The sum of 10 terms of the series `1+2(1.1)+3(1.1)^(2)+4(1.1)^(3)+….` is

To find the sum of the first 10 terms of the series \( S = 1 + 2(1.1) + 3(1.1)^2 + 4(1.1)^3 + \ldots + 10(1.1)^9 \), we can follow these steps: ### Step 1: Define the series Let \( x = 1.1 \).

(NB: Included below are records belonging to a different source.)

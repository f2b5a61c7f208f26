use chrono::NaiveDate;
use clap::{Parser, Subcommand, ValueEnum};
use std::path::PathBuf;

#[derive(Parser, Debug)]
#[command(name = "trainmap")]
#[command(about = "PI predictability and team delivery metrics for agile release trains", long_about = None)]
#[command(version)]
pub struct Cli {
    #[command(subcommand)]
    pub command: Commands,

    /// Increase log verbosity (-v info, -vv debug, -vvv trace)
    #[arg(short = 'v', long = "verbose", action = clap::ArgAction::Count, global = true)]
    pub verbosity: u8,
}

#[derive(Subcommand, Debug)]
pub enum Commands {
    /// ART scorecards: commitment vs delivery, predictability, health
    Pi {
        /// JSON issue export to analyze
        input: PathBuf,

        /// Configuration file (defaults to .trainmap.toml lookup)
        #[arg(short, long)]
        config: Option<PathBuf>,

        /// Analyze a single PI label instead of the configured set
        #[arg(long)]
        pi: Option<String>,

        /// Restrict to one or more ARTs
        #[arg(long, value_delimiter = ',')]
        art: Vec<String>,

        /// Restrict to one or more workstreams
        #[arg(long, value_delimiter = ',')]
        workstream: Vec<String>,

        /// Unroll each ART into its workstreams
        #[arg(long = "by-workstream")]
        by_workstream: bool,

        /// Order scorecards by health instead of ART name
        #[arg(long = "sort-by-health")]
        sort_by_health: bool,

        /// Output format
        #[arg(short, long, value_enum, default_value = "terminal")]
        format: OutputFormat,

        /// Output file (defaults to stdout)
        #[arg(short, long)]
        output: Option<PathBuf>,
    },

    /// Per-team velocity series with a trailing rolling average
    Velocity {
        /// JSON issue export to analyze
        input: PathBuf,

        /// Configuration file (defaults to .trainmap.toml lookup)
        #[arg(short, long)]
        config: Option<PathBuf>,

        /// Restrict to one or more teams
        #[arg(long, value_delimiter = ',')]
        team: Vec<String>,

        /// Rolling average window (overrides configuration)
        #[arg(long)]
        window: Option<usize>,

        /// Output format
        #[arg(short, long, value_enum, default_value = "terminal")]
        format: OutputFormat,

        /// Output file (defaults to stdout)
        #[arg(short, long)]
        output: Option<PathBuf>,
    },

    /// Per-team cycle-time distributions
    CycleTime {
        /// JSON issue export to analyze
        input: PathBuf,

        /// Configuration file (defaults to .trainmap.toml lookup)
        #[arg(short, long)]
        config: Option<PathBuf>,

        /// Restrict to one or more teams
        #[arg(long, value_delimiter = ',')]
        team: Vec<String>,

        /// Only stories created on or after this date (inclusive)
        #[arg(long)]
        from: Option<NaiveDate>,

        /// Only stories created on or before this date (inclusive)
        #[arg(long)]
        to: Option<NaiveDate>,

        /// Percentile to report next to the median (overrides configuration)
        #[arg(long)]
        percentile: Option<u8>,

        /// Output format
        #[arg(short, long, value_enum, default_value = "terminal")]
        format: OutputFormat,

        /// Output file (defaults to stdout)
        #[arg(short, long)]
        output: Option<PathBuf>,
    },

    /// Reconstructed sprint burndown for one team and sprint
    Burndown {
        /// JSON issue export to analyze
        input: PathBuf,

        /// Configuration file (defaults to .trainmap.toml lookup)
        #[arg(short, long)]
        config: Option<PathBuf>,

        /// Team to burn down
        #[arg(long)]
        team: String,

        /// Sprint label, e.g. "Sprint 14"
        #[arg(long)]
        sprint: String,

        /// First day of the sprint
        #[arg(long)]
        start: NaiveDate,

        /// Sprint length in days
        #[arg(long, default_value = "14")]
        days: u32,

        /// Output format
        #[arg(short, long, value_enum, default_value = "terminal")]
        format: OutputFormat,

        /// Output file (defaults to stdout)
        #[arg(short, long)]
        output: Option<PathBuf>,
    },

    /// Per-feature detail listing with story rollups
    Features {
        /// JSON issue export to analyze
        input: PathBuf,

        /// Configuration file (defaults to .trainmap.toml lookup)
        #[arg(short, long)]
        config: Option<PathBuf>,

        /// Restrict to one or more ARTs
        #[arg(long, value_delimiter = ',')]
        art: Vec<String>,

        /// Output format
        #[arg(short, long, value_enum, default_value = "terminal")]
        format: OutputFormat,

        /// Output file (defaults to stdout)
        #[arg(short, long)]
        output: Option<PathBuf>,
    },

    /// List the configured PI labels present in an export
    Pis {
        /// JSON issue export to analyze
        input: PathBuf,

        /// Configuration file (defaults to .trainmap.toml lookup)
        #[arg(short, long)]
        config: Option<PathBuf>,

        /// Output format
        #[arg(short, long, value_enum, default_value = "terminal")]
        format: OutputFormat,
    },

    /// List the teams present in an export
    Teams {
        /// JSON issue export to analyze
        input: PathBuf,

        /// Configuration file (defaults to .trainmap.toml lookup)
        #[arg(short, long)]
        config: Option<PathBuf>,

        /// Output format
        #[arg(short, long, value_enum, default_value = "terminal")]
        format: OutputFormat,
    },

    /// Initialize configuration file
    Init {
        /// Force overwrite existing config
        #[arg(short, long)]
        force: bool,
    },
}

#[derive(Copy, Clone, Debug, PartialEq, Eq, ValueEnum)]
pub enum OutputFormat {
    Json,
    Markdown,
    Terminal,
}

impl From<OutputFormat> for crate::io::output::OutputFormat {
    fn from(f: OutputFormat) -> Self {
        match f {
            OutputFormat::Json => crate::io::output::OutputFormat::Json,
            OutputFormat::Markdown => crate::io::output::OutputFormat::Markdown,
            OutputFormat::Terminal => crate::io::output::OutputFormat::Terminal,
        }
    }
}

pub fn parse_args() -> Cli {
    Cli::parse()
}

Then the series can be rewritten as: \[ S = 1 + 2x + 3x^2 + 4x^3 + \ldots + 10x^9 \] ### Step 2: Multiply the series by \( x \) Now, multiply \( S \) by \( x \): \[ xS = x + 2x^2 + 3x^3 + 4x^4 + \ldots + 10x^{10} \] ### Step 3: Subtract the two equations Now, subtract the equation \( xS \) from \( S \): \[ S - xS = (1 + 2x + 3x^2 + 4x^3 + \ldots + 10x^9) - (x + 2x^2 + 3x^3 + 4x^4 + \ldots + 10x^{10}) \] This simplifies to: \[ S - xS = 1 + (2x - x) + (3x^2 - 2x^2) + (4x^3 - 3x^3) + \ldots + (10x^9 - 9x^9) - 10x^{10} \] \[ = 1 + x + x^2 + x^3 + x^4 + x^5 + x^6 + x^7 + x^8 + x^9 - 10x^{10} \] ### Step 4: Factor out \( S \) Factoring out \( S \): \[ S(1 - x) = 1 + x + x^2 + x^3 + x^4 + x^5 + x^6 + x^7 + x^8 + x^9 - 10x^{10} \] ### Step 5: Recognize the geometric series The series \( 1 + x + x^2 + \ldots + x^9 \) is a geometric series with the first term \( a = 1 \) and common ratio \( r = x \). The sum of the first \( n \) terms of a geometric series is given by: \[ \text{Sum} = \frac{a(r^n - 1)}{r - 1} \] For our case: \[ \text{Sum} = \frac{1(x^{10} - 1)}{x - 1} \] ### Step 6: Substitute back into the equation Substituting this back, we have: \[ S(1 - x) = \frac{x^{10} - 1}{x - 1} - 10x^{10} \] ### Step 7: Solve for \( S \) Now, rearranging gives: \[ S = \frac{\frac{x^{10} - 1}{x - 1} - 10x^{10}}{1 - x} \] ### Step 8: Substitute \( x = 1.1 \) Now substituting \( x = 1.1 \): \[ S = \frac{\frac{(1.1)^{10} - 1}{1.1 - 1} - 10(1.1)^{10}}{1 - 1.1} \] Calculating \( (1.1)^{10} \): \[ (1.1)^{10} \approx 2.59374 \] Then substituting: \[ S = \frac{\frac{2.59374 - 1}{0.1} - 10(2.59374)}{-0.1} \] \[ = \frac{15.9374 - 25.9374}{-0.1} = \frac{-10}{-0.1} = 100 \] ### Final Answer Thus, the sum of the first 10 terms of the series is: \[ \boxed{100} \]